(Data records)
:::

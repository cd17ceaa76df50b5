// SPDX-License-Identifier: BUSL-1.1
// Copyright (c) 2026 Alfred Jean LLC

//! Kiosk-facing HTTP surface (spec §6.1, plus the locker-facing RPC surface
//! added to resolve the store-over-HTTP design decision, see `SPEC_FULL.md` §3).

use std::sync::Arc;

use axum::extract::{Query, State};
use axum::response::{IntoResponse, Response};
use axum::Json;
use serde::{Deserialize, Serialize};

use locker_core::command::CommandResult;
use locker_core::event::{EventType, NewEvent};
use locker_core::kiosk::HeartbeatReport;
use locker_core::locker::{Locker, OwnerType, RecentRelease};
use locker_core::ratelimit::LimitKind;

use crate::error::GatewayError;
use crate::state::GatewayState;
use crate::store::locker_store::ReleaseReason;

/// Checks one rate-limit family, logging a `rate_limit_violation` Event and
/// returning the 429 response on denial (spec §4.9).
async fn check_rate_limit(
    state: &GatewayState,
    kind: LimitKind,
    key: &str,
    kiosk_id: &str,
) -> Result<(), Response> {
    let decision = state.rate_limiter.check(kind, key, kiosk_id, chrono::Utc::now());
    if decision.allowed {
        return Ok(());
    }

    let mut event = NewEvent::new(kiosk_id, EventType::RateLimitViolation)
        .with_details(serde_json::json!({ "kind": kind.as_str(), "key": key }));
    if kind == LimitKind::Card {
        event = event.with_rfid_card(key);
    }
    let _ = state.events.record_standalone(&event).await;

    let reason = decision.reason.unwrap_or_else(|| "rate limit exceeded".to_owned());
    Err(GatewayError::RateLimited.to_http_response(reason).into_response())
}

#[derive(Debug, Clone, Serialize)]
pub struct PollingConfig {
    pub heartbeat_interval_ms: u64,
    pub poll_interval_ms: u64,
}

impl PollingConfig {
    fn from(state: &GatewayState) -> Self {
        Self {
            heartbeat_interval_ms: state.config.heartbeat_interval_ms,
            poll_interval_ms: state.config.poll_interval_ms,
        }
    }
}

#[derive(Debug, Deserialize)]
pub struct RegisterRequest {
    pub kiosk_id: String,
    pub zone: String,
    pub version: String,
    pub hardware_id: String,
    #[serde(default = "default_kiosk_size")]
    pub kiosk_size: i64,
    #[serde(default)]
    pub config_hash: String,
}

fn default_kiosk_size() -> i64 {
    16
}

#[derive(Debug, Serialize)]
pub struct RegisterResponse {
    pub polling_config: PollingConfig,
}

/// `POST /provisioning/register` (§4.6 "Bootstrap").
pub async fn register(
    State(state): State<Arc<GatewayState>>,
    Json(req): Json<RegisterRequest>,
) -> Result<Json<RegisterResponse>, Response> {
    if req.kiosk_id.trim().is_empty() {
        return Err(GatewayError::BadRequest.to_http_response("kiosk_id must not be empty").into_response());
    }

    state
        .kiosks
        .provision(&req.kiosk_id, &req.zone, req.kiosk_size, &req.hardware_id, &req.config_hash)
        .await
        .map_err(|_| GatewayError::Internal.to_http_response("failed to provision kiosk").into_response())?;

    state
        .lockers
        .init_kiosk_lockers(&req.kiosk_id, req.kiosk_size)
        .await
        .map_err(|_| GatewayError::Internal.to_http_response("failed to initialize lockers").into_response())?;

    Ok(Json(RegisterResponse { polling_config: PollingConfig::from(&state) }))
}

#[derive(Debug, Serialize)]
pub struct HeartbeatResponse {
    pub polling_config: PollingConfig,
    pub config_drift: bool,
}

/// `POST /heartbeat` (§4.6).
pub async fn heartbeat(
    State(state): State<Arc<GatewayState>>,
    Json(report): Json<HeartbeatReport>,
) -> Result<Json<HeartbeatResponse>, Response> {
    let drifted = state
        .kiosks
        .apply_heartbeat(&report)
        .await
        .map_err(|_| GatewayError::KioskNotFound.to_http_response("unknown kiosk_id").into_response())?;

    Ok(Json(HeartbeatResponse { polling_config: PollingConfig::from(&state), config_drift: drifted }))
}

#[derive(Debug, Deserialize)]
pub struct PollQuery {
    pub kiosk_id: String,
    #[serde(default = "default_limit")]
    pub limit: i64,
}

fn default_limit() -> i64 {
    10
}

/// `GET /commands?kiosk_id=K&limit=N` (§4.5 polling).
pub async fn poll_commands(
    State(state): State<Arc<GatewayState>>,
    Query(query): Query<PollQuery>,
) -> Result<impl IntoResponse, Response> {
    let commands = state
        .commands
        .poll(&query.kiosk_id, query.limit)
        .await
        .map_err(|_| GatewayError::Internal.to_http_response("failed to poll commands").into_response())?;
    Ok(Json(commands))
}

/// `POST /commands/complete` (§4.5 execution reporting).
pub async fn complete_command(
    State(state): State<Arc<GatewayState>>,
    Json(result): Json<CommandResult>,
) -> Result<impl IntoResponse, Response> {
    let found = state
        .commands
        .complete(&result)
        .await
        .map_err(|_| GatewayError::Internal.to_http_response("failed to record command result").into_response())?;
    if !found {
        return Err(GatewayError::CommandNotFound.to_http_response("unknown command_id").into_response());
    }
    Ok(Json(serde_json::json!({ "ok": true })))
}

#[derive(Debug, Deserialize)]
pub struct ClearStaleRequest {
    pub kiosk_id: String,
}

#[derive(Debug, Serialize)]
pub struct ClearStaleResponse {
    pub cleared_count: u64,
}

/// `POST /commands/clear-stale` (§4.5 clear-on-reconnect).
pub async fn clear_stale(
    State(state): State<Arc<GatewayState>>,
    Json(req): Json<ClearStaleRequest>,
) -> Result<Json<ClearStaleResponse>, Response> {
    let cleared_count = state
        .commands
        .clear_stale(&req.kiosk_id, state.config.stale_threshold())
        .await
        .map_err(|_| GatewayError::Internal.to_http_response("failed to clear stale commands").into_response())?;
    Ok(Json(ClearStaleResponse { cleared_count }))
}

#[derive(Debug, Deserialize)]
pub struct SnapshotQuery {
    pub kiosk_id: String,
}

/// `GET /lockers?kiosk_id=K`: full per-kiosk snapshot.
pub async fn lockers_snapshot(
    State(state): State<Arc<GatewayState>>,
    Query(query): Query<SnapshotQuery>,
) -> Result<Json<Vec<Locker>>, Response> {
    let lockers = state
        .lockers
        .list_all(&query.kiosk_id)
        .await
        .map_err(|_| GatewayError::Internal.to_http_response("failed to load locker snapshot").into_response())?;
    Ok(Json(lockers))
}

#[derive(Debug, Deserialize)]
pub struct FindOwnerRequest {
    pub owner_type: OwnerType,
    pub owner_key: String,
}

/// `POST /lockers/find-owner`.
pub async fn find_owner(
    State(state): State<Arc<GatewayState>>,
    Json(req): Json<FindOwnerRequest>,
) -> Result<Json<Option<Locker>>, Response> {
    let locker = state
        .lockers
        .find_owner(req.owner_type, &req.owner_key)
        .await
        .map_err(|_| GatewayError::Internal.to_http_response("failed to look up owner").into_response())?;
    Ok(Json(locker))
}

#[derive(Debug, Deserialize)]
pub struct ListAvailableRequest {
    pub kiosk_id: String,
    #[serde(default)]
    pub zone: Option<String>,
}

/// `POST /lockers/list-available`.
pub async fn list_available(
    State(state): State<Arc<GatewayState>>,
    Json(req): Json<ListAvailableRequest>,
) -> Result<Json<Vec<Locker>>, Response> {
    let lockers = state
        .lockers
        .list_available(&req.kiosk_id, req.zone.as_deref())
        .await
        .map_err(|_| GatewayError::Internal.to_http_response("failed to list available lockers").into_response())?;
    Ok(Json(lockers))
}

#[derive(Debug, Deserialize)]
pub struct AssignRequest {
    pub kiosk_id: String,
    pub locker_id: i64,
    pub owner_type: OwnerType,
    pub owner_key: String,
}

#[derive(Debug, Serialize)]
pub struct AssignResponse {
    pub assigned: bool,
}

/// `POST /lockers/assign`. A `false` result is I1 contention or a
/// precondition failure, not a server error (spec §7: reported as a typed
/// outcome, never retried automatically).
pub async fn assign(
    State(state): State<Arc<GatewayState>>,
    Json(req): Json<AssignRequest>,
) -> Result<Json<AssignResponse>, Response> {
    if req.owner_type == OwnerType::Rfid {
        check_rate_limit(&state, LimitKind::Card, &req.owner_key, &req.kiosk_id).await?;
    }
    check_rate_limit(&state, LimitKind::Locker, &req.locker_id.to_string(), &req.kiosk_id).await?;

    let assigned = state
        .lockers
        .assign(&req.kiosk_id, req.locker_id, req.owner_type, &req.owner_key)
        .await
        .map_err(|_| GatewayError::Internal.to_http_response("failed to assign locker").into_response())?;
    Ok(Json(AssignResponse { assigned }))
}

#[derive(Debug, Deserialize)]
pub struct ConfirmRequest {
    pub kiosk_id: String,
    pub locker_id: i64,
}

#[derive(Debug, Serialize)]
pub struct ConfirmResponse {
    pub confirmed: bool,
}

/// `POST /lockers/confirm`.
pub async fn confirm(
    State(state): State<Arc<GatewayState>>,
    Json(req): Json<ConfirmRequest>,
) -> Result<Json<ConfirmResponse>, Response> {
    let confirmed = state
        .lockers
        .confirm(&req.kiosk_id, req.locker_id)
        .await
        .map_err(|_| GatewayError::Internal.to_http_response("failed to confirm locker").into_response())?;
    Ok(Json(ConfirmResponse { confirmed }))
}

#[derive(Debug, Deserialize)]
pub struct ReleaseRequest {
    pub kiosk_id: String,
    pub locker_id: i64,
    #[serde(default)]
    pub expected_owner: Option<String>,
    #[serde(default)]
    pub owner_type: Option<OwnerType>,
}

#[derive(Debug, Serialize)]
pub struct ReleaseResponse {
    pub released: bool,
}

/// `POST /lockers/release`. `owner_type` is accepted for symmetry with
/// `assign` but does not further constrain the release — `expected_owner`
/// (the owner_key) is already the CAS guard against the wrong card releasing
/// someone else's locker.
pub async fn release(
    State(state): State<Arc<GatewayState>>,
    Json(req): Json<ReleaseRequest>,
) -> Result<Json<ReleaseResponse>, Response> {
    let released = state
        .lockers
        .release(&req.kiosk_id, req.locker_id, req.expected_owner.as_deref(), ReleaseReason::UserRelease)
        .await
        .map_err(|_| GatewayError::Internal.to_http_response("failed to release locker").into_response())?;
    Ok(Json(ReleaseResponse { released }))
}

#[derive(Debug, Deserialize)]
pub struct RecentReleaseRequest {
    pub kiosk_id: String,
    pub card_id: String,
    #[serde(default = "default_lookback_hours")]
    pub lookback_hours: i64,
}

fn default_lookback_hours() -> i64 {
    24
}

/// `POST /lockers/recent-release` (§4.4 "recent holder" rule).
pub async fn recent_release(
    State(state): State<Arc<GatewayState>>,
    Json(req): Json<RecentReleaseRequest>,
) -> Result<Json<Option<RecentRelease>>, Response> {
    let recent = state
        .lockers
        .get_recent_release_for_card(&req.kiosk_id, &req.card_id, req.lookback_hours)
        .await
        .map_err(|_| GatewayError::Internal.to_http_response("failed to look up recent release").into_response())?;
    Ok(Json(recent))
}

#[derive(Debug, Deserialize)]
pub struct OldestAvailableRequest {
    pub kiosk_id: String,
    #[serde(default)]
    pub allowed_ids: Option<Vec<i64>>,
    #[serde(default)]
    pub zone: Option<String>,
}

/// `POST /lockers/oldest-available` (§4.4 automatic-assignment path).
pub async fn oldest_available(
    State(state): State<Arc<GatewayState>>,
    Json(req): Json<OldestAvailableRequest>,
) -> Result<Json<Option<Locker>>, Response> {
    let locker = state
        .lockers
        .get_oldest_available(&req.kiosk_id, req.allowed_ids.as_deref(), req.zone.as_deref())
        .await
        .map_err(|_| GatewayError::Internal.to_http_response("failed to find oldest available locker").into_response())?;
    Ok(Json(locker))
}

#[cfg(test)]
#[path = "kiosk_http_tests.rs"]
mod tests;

:::

**ACTIVITY:** Pick each line holding "decision" out of the entries above and return it.

**YOUR SOLUTION:**
//! added to resolve the store-over-HTTP design decision, see `SPEC_FULL.md` §3).
    let decision = state.rate_limiter.check(kind, key, kiosk_id, chrono::Utc::now());
    if decision.allowed {
    let reason = decision.reason.unwrap_or_else(|| "rate limit exceeded".to_owned());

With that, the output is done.